On this page...

The first correct explanation of the boomerang's flight was given by an anonymous author in a Dublin University Magazine in 1838. This explanation was subsequently forgotten for more than a century.

For a long time scientists were baffled by the boomerang's flight. Popular literature was peppered with unproven theories. One theory held that the slight twist of its arms was vital to its performance. This idea gained wide acceptance, since it reduced the explanation to an analogy with the workings of the then well-understood propeller. However, the boomerang does not work like a propeller at all.

It was not until the 1970's that a complete mathematical model was worked out. Since then neither scholars nor the general public need be misinformed. Yet explaining the intricacies of the boomerang's behaviour in everyday language has proved difficult. This task was best achieved by the Dutch scientist Felix Hess, in his 1975 book Boomerang, Aerodynamics and Motion.
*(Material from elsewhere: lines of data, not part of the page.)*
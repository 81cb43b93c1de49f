//! HTTP client for PokéAPI.

use std::sync::Arc;
use std::time::Duration;

use async_trait::async_trait;
use url::Url;

use crate::{
    middleware::{boxed, BoxedOperation, LogSink, Operation, TracingSink},
    pipeline,
    types::{FetchArgs, FetchResponse, RequestInit, Resource},
    Error,
};

/// Production PokéAPI endpoint.
pub const DEFAULT_BASE_URL: &str = "https://pokeapi.co/api/v2";
/// Resource collection holding one document per Pokémon.
pub const DEFAULT_RESOURCE: &str = "pokemon";
/// Per-request timeout used unless overridden.
pub const DEFAULT_TIMEOUT: Duration = Duration::from_secs(30);

const USER_AGENT: &str = concat!("pokedex/", env!("CARGO_PKG_VERSION"));

/// The network primitive: performs one request and returns the body of a
/// 2xx response.
///
/// Each call builds a fresh `reqwest::Client`, so no connection state is
/// shared between calls. Transport failures become [`Error::Transport`]
/// and non-2xx statuses [`Error::HttpStatus`].
#[derive(Debug, Clone)]
pub struct HttpFetch {
    timeout: Duration,
}

impl Default for HttpFetch {
    fn default() -> Self {
        Self::new(DEFAULT_TIMEOUT)
    }
}

impl HttpFetch {
    pub fn new(timeout: Duration) -> Self {
        Self { timeout }
    }
}

#[async_trait]
impl Operation<FetchArgs> for HttpFetch {
    type Output = FetchResponse;

    async fn call(&self, args: FetchArgs) -> Result<FetchResponse, Error> {
        let (resource, init) = args;
        let (url, mut method, mut headers) = match resource {
            Resource::Url(url) => (url, "GET".to_string(), Default::default()),
            Resource::Request(request) => (request.url, request.method, request.headers),
        };
        if let Some(init) = init {
            if let Some(m) = init.method {
                method = m;
            }
            headers.extend(init.headers);
        }

        let url = Url::parse(&url).map_err(|e| {
            tracing::error!("Invalid URL constructed: {}", e);
            Error::InvalidUrl(format!("{} ({})", url, e))
        })?;
        let method = reqwest::Method::from_bytes(method.as_bytes())
            .map_err(|_| Error::Message(format!("Invalid HTTP method: {}", method)))?;

        let client = reqwest::Client::builder()
            .user_agent(USER_AGENT)
            .timeout(self.timeout)
            .build()
            .map_err(|e| {
                tracing::error!("Failed to build HTTP client: {}", e);
                Error::Transport(e.to_string())
            })?;

        let mut request = client.request(method, url.clone());
        for (name, value) in &headers {
            request = request.header(name.as_str(), value.as_str());
        }

        let resp = request.send().await.map_err(|e| {
            tracing::debug!("Failed to get resource: {}", e);
            Error::Transport(e.to_string())
        })?;

        let status = resp.status();
        let body = resp.text().await.map_err(|e| {
            tracing::debug!("Failed to read response body: {}", e);
            Error::Transport(e.to_string())
        })?;

        if !status.is_success() {
            tracing::debug!(
                "Request failed with status {}: {}",
                status,
                crate::types::truncate_body(&body)
            );
            return Err(Error::HttpStatus {
                status: status.as_u16(),
                reason: status.canonical_reason().unwrap_or("Unknown").to_string(),
            });
        }

        Ok(FetchResponse {
            status: status.as_u16(),
            url: url.to_string(),
            body,
        })
    }
}

/// PokéAPI client. Every request runs through the middleware stack built
/// by [`pipeline::assemble`].
pub struct Client {
    base_api_url: String,
    resource: String,
    timeout: Duration,
    sink: Arc<dyn LogSink>,
    fetch: BoxedOperation<FetchArgs, FetchResponse>,
}

impl Default for Client {
    fn default() -> Self {
        Self::new()
    }
}

impl Client {
    /// Creates a new client pointing at the production PokéAPI.
    pub fn new() -> Self {
        Self::with_base_url(DEFAULT_BASE_URL)
    }

    /// Creates a new client with a custom base URL. Used for testing with wiremock.
    pub fn with_base_url(base_url: &str) -> Self {
        Self::build(
            base_url.trim_end_matches('/'),
            DEFAULT_RESOURCE,
            DEFAULT_TIMEOUT,
            Arc::new(TracingSink),
        )
    }

    /// Uses another resource collection, e.g. `pokemon-form`.
    pub fn with_resource(self, resource: &str) -> Self {
        Self::build(
            &self.base_api_url,
            resource.trim_matches('/'),
            self.timeout,
            self.sink,
        )
    }

    pub fn with_timeout(self, timeout: Duration) -> Self {
        Self::build(&self.base_api_url, &self.resource, timeout, self.sink)
    }

    /// Sends the pipeline's log events to `sink` instead of `tracing`.
    pub fn with_sink(self, sink: Arc<dyn LogSink>) -> Self {
        Self::build(&self.base_api_url, &self.resource, self.timeout, sink)
    }

    fn build(base_url: &str, resource: &str, timeout: Duration, sink: Arc<dyn LogSink>) -> Self {
        let fetch: BoxedOperation<FetchArgs, FetchResponse> = pipeline::assemble(
            boxed(HttpFetch::new(timeout)),
            base_url,
            sink.clone(),
        );
        Self {
            base_api_url: base_url.to_string(),
            resource: resource.to_string(),
            timeout,
            sink,
            fetch,
        }
    }

    pub fn base_url(&self) -> &str {
        &self.base_api_url
    }

    /// Fetches the raw document for one Pokémon by name or national dex id.
    ///
    /// `name_or_id` is lower-cased and used as a single path segment; callers
    /// are expected to have percent-encoded anything unsafe.
    pub async fn get_pokemon(&self, name_or_id: &str) -> Result<serde_json::Value, Error> {
        let path = format!("/{}/{}", self.resource, name_or_id.to_lowercase());
        let init = RequestInit::default()
            .with_method("GET")
            .with_header("content-type", "application/json")
            .with_header("accept", "application/json");

        let response = self.fetch.call((Resource::Url(path), Some(init))).await?;
        response.json()
    }
}
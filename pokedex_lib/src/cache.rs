//! In-memory cache with a freshness window and an eviction window, backed
//! by `DashMap` for concurrent access.

use dashmap::DashMap;
use std::time::{Duration, Instant};

/// A single cached value with the time it was stored.
struct CacheEntry<V> {
    value: V,
    stored_at: Instant,
}

/// Result of a cache lookup.
#[derive(Debug, Clone, PartialEq)]
pub enum Lookup<V> {
    /// Younger than the freshness window; use as-is.
    Fresh(V),
    /// Past the freshness window but not yet evicted; usable while a
    /// refetch happens.
    Stale(V),
    /// Never stored, or evicted.
    Miss,
}

/// Thread-safe in-memory cache with two time windows.
///
/// Entries older than `fresh_ttl` are reported as stale, and entries older
/// than `evict_ttl` are lazily removed on the next `get` for that key.
pub struct MemoryCache<V> {
    store: DashMap<String, CacheEntry<V>>,
    fresh_ttl: Duration,
    evict_ttl: Duration,
}

impl<V: Clone> MemoryCache<V> {
    /// Creates a new cache. An `evict_ttl` shorter than `fresh_ttl` is raised
    /// to `fresh_ttl`.
    pub fn new(fresh_ttl: Duration, evict_ttl: Duration) -> Self {
        Self {
            store: DashMap::new(),
            fresh_ttl,
            evict_ttl: evict_ttl.max(fresh_ttl),
        }
    }

    /// Looks up `key`, evicting it if it is past the eviction window.
    pub fn get(&self, key: &str) -> Lookup<V> {
        let Some(entry) = self.store.get(key) else {
            return Lookup::Miss;
        };
        let age = entry.stored_at.elapsed();
        if age > self.evict_ttl {
            drop(entry);
            self.store.remove(key);
            return Lookup::Miss;
        }
        if age > self.fresh_ttl {
            Lookup::Stale(entry.value.clone())
        } else {
            Lookup::Fresh(entry.value.clone())
        }
    }

    /// Inserts or overwrites a cache entry, restarting both windows.
    pub fn set(&self, key: String, value: V) {
        self.store.insert(
            key,
            CacheEntry {
                value,
                stored_at: Instant::now(),
            },
        );
    }
}
use std::time::Duration;

use anyhow::{bail, Result};
use clap::Args;
use indicatif::ProgressBar;
use pokedex_lib::{CachedClient, MISSING_QUERY_MESSAGE};

use crate::output::{
    print_card, print_json, print_records_csv, print_records_markdown, OutputFormat,
};

#[derive(Args)]
pub struct LookupArgs {
    /// Pokémon name or national dex number
    pub query: String,
}

pub async fn run(args: &LookupArgs, client: &CachedClient, format: &OutputFormat) -> Result<()> {
    let spinner = ProgressBar::new_spinner();
    spinner.set_message(format!("Looking up {}...", args.query.trim()));
    spinner.enable_steady_tick(Duration::from_millis(100));

    let state = client.search(&args.query).await;
    spinner.finish_and_clear();

    if let Some(error) = state.error {
        bail!(error);
    }
    let Some(record) = state.data else {
        bail!(MISSING_QUERY_MESSAGE);
    };

    match format {
        OutputFormat::Table => print_card(&record),
        OutputFormat::Json => print_json(&record),
        OutputFormat::Csv => print_records_csv(std::slice::from_ref(&record))?,
        OutputFormat::Markdown => print_records_markdown(std::slice::from_ref(&record)),
    }

    Ok(())
}
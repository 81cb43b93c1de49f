mod pokemon;
pub use self::pokemon::{Artwork, NamedResource, OtherSprites, RawPokemon, Sprites, StatEntry, TypeSlot};

mod request;
pub(crate) use self::request::truncate_body;
pub use self::request::{FetchArgs, FetchResponse, Request, RequestInit, Resource};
Boomerang. Camooweal, Mount Isa, Queensland Image: Rebecca Fisher
© Australian Museum

The vital boomerang attributes: convex top surface, distinctive curve, thin body and wide surface area are essential to the boomerang's aerodynamic properties. With these features in place the boomerang stands out as a rare example of a non-ballistic missile.

Most missiles, such as throwing clubs, spears or stones, are ballistic. So are arrows, mortars, artillery shells and a wide range of rockets. That is, they travel in an upwards arc and then come down again. This means ballistic missiles must be thrust upwards, travelling in a vertically curved path. If a spear was thrown parallel to the ground it would be soon brought down by gravity. The time allowed for its flight on a parallel path is roughly equivalent to the time needed for its free fall, as if dropped. So, if not for its ballistic path, the spear would barely stay more than two seconds in the air, not nearly enough to travel, as it does, about seventy metres. By contrast, boomerangs fly roughly parallel to the ground and as long as they maintain sufficient speed and rotation, they can resist the force of gravity.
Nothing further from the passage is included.